Task details: Lines from the line with "Self::new()" to the line with "let mut table = BTreeMap::new();" in the entries below, and only those, must be output exactly, with both ends included.

Provided records:
use crate::trade::Venue;
use anyhow::{bail, Result};
use rust_decimal::Decimal;
use serde::{Deserialize, Serialize};
use std::collections::BTreeMap;

pub const DEFAULT_CONFIDENCE_THRESHOLD: f64 = 0.6;
pub const DEFAULT_EVENT_CONTRACT_PAYOUT: f64 = 1.85;
pub const DEFAULT_POLYMARKET_PAYOUT: f64 = 2.0;

#[derive(Debug, Clone, Serialize, Deserialize)]
#[serde(default)]
pub struct AppConfig {
    pub database: DatabaseConfig,
    pub risk_control: RiskControlConfig,
    pub confidence_thresholds: TimeframeTable<f64>,
    pub event_contract: EventContractConfig,
    pub polymarket: PolymarketConfig,
}

impl Default for AppConfig {
    fn default() -> Self {
        Self {
            database: DatabaseConfig::default(),
            risk_control: RiskControlConfig::default(),
            confidence_thresholds: TimeframeTable::from_pairs([
                (10, 0.606),
                (30, 0.591),
                (60, 0.591),
                (1440, 0.591),
            ]),
            event_contract: EventContractConfig::default(),
            polymarket: PolymarketConfig::default(),
        }
    }
}

#[derive(Debug, Clone, Serialize, Deserialize)]
#[serde(default)]
pub struct DatabaseConfig {
    pub url: String,
    pub max_connections: u32,
}

impl Default for DatabaseConfig {
    fn default() -> Self {
        Self {
            url: "postgresql://localhost/btc_predictor".to_string(),
            max_connections: 5,
        }
    }
}

/// Circuit-breaker limits and the bet range.
#[derive(Debug, Clone, PartialEq, Serialize, Deserialize)]
#[serde(default)]
pub struct RiskControlConfig {
    /// `[min_bet, max_bet]`.
    pub bet_range: [f64; 2],
    #[serde(with = "rust_decimal::serde::float")]
    pub daily_max_loss: Decimal,
    pub max_daily_trades: u32,
    pub max_consecutive_losses: u32,
}

impl RiskControlConfig {
    #[must_use]
    pub fn min_bet(&self) -> f64 {
        self.bet_range[0]
    }

    #[must_use]
    pub fn max_bet(&self) -> f64 {
        self.bet_range[1]
    }
}

impl Default for RiskControlConfig {
    fn default() -> Self {
        Self {
            bet_range: [5.0, 20.0],
            daily_max_loss: Decimal::from(50),
            max_daily_trades: 30,
            max_consecutive_losses: 8,
        }
    }
}

#[derive(Debug, Clone, PartialEq, Serialize, Deserialize)]
#[serde(default)]
pub struct EventContractConfig {
    pub payout_ratio: TimeframeTable<f64>,
}

impl Default for EventContractConfig {
    fn default() -> Self {
        Self {
            payout_ratio: TimeframeTable::from_pairs([
                (10, 1.80),
                (30, 1.85),
                (60, 1.85),
                (1440, 1.85),
            ]),
        }
    }
}

#[derive(Debug, Clone, PartialEq, Serialize, Deserialize)]
#[serde(default)]
pub struct PolymarketConfig {
    pub payout_ratio: f64,
}

impl Default for PolymarketConfig {
    fn default() -> Self {
        Self {
            payout_ratio: DEFAULT_POLYMARKET_PAYOUT,
        }
    }
}

impl AppConfig {
    /// Confidence threshold for `timeframe`, falling back to
    /// [`DEFAULT_CONFIDENCE_THRESHOLD`].
    #[must_use]
    pub fn confidence_threshold(&self, timeframe: u32) -> f64 {
        self.confidence_thresholds
            .get_or_warn(timeframe, DEFAULT_CONFIDENCE_THRESHOLD, "confidence_thresholds")
    }

    /// Payout ratio for a winning bet on `venue` at `timeframe`.
    #[must_use]
    pub fn payout_ratio(&self, venue: Venue, timeframe: u32) -> f64 {
        match venue {
            Venue::Binance => self.event_contract.payout_ratio.get_or_warn(
                timeframe,
                DEFAULT_EVENT_CONTRACT_PAYOUT,
                "event_contract.payout_ratio",
            ),
            Venue::Polymarket => self.polymarket.payout_ratio,
        }
    }

    /// Checks ranges that would make bet sizing or settlement meaningless.
    ///
    /// # Errors
    /// Returns an error describing the first invalid field.
    pub fn validate(&self) -> Result<()> {
        let risk = &self.risk_control;
        if !(risk.min_bet() > 0.0 && risk.min_bet() <= risk.max_bet()) {
            bail!(
                "risk_control.bet_range must satisfy 0 < min <= max, got {:?}",
                risk.bet_range
            );
        }
        if risk.daily_max_loss <= Decimal::ZERO {
            bail!("risk_control.daily_max_loss must be positive");
        }
        for (tf, threshold) in self.confidence_thresholds.iter() {
            if !(0.0..1.0).contains(threshold) {
                bail!("confidence_thresholds.{tf} must be in [0, 1), got {threshold}");
            }
        }
        for (tf, payout) in self.event_contract.payout_ratio.iter() {
            if *payout <= 1.0 {
                bail!("event_contract.payout_ratio.{tf} must exceed 1.0, got {payout}");
            }
        }
        if self.polymarket.payout_ratio <= 1.0 {
            bail!("polymarket.payout_ratio must exceed 1.0");
        }
        Ok(())
    }
}

/// Map keyed by timeframe in minutes.
///
/// Config files key these tables by string (`"10"` or `"10m"`); they are
/// parsed into integer minutes on load.
#[derive(Debug, Clone, PartialEq, Serialize, Deserialize)]
#[serde(
    try_from = "BTreeMap<String, T>",
    into = "BTreeMap<String, T>",
    bound(
        serialize = "T: Serialize + Clone",
        deserialize = "T: Deserialize<'de>"
    )
)]
pub struct TimeframeTable<T>(BTreeMap<u32, T>);

impl<T> TimeframeTable<T> {
    #[must_use]
    pub fn new() -> Self {
        Self(BTreeMap::new())
    }

    pub fn from_pairs(pairs: impl IntoIterator<Item = (u32, T)>) -> Self {
        Self(pairs.into_iter().collect())
    }

    #[must_use]
    pub fn get(&self, timeframe: u32) -> Option<&T> {
        self.0.get(&timeframe)
    }

    pub fn insert(&mut self, timeframe: u32, value: T) -> Option<T> {
        self.0.insert(timeframe, value)
    }

    pub fn iter(&self) -> impl Iterator<Item = (&u32, &T)> {
        self.0.iter()
    }

    #[must_use]
    pub fn is_empty(&self) -> bool {
        self.0.is_empty()
    }
}

impl<T: Copy + std::fmt::Debug> TimeframeTable<T> {
    /// Looks up `timeframe`, logging a warning when the fallback is used.
    pub fn get_or_warn(&self, timeframe: u32, fallback: T, table: &str) -> T {
        if let Some(value) = self.0.get(&timeframe) {
            *value
        } else {
            tracing::warn!(
                table,
                timeframe,
                fallback = ?fallback,
                "timeframe missing from config table, using fallback"
            );
            fallback
        }
    }
}

impl<T> Default for TimeframeTable<T> {
    fn default() -> Self {
        Self::new()
    }
}

fn parse_timeframe_key(key: &str) -> Result<u32> {
    let trimmed = key.trim().trim_end_matches('m');
    trimmed
        .parse::<u32>()
        .map_err(|_| anyhow::anyhow!("invalid timeframe key '{key}'"))
}

impl<T> TryFrom<BTreeMap<String, T>> for TimeframeTable<T> {
    type Error = String;

    fn try_from(raw: BTreeMap<String, T>) -> std::result::Result<Self, Self::Error> {
        let mut table = BTreeMap::new();
        for (key, value) in raw {
            let tf = parse_timeframe_key(&key).map_err(|e| e.to_string())?;
            table.insert(tf, value);
        }
        Ok(Self(table))
    }
}

impl<T> From<TimeframeTable<T>> for BTreeMap<String, T> {
    fn from(table: TimeframeTable<T>) -> Self {
        table.0.into_iter().map(|(k, v)| (k.to_string(), v)).collect()
    }
}

#[cfg(test)]
mod tests {
    use super::*;

    #[test]
    fn test_defaults() {
        let config = AppConfig::default();
        assert_eq!(config.risk_control.bet_range, [5.0, 20.0]);
        assert_eq!(config.risk_control.max_daily_trades, 30);
        assert_eq!(config.risk_control.max_consecutive_losses, 8);
        assert!((config.payout_ratio(Venue::Binance, 10) - 1.80).abs() < 1e-12);
        assert!((config.payout_ratio(Venue::Polymarket, 10) - 2.0).abs() < 1e-12);
        assert!(config.validate().is_ok());
    }

    #[test]
    fn test_unknown_timeframe_falls_back() {
        let config = AppConfig::default();
        assert!((config.confidence_threshold(15) - DEFAULT_CONFIDENCE_THRESHOLD).abs() < 1e-12);
        assert!((config.payout_ratio(Venue::Binance, 15) - DEFAULT_EVENT_CONTRACT_PAYOUT).abs() < 1e-12);
    }

    #[test]
    fn test_timeframe_table_parses_string_keys() {
        let json = r#"{"10": 0.606, "30m": 0.591}"#;
        let table: TimeframeTable<f64> = serde_json::from_str(json).unwrap();
        assert_eq!(table.get(10), Some(&0.606));
        assert_eq!(table.get(30), Some(&0.591));

        let bad: std::result::Result<TimeframeTable<f64>, _> = serde_json::from_str(r#"{"ten": 0.6}"#);
        assert!(bad.is_err());
    }

    #[test]
    fn test_timeframe_table_serializes_string_keys() {
        let table = TimeframeTable::from_pairs([(60, 1.85)]);
        let json = serde_json::to_string(&table).unwrap();
        assert_eq!(json, r#"{"60":1.85}"#);
    }

    #[test]
    fn test_validate_rejects_inverted_bet_range() {
        let mut config = AppConfig::default();
        config.risk_control.bet_range = [20.0, 5.0];
        assert!(config.validate().is_err());
    }

    #[test]
    fn test_validate_rejects_threshold_of_one() {
        let mut config = AppConfig::default();
        config.confidence_thresholds.insert(10, 1.0);
        assert!(config.validate().is_err());
    }
}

Final answer:
        Self::new()
    }
}

fn parse_timeframe_key(key: &str) -> Result<u32> {
    let trimmed = key.trim().trim_end_matches('m');
    trimmed
        .parse::<u32>()
        .map_err(|_| anyhow::anyhow!("invalid timeframe key '{key}'"))
}

impl<T> TryFrom<BTreeMap<String, T>> for TimeframeTable<T> {
    type Error = String;

    fn try_from(raw: BTreeMap<String, T>) -> std::result::Result<Self, Self::Error> {
        let mut table = BTreeMap::new();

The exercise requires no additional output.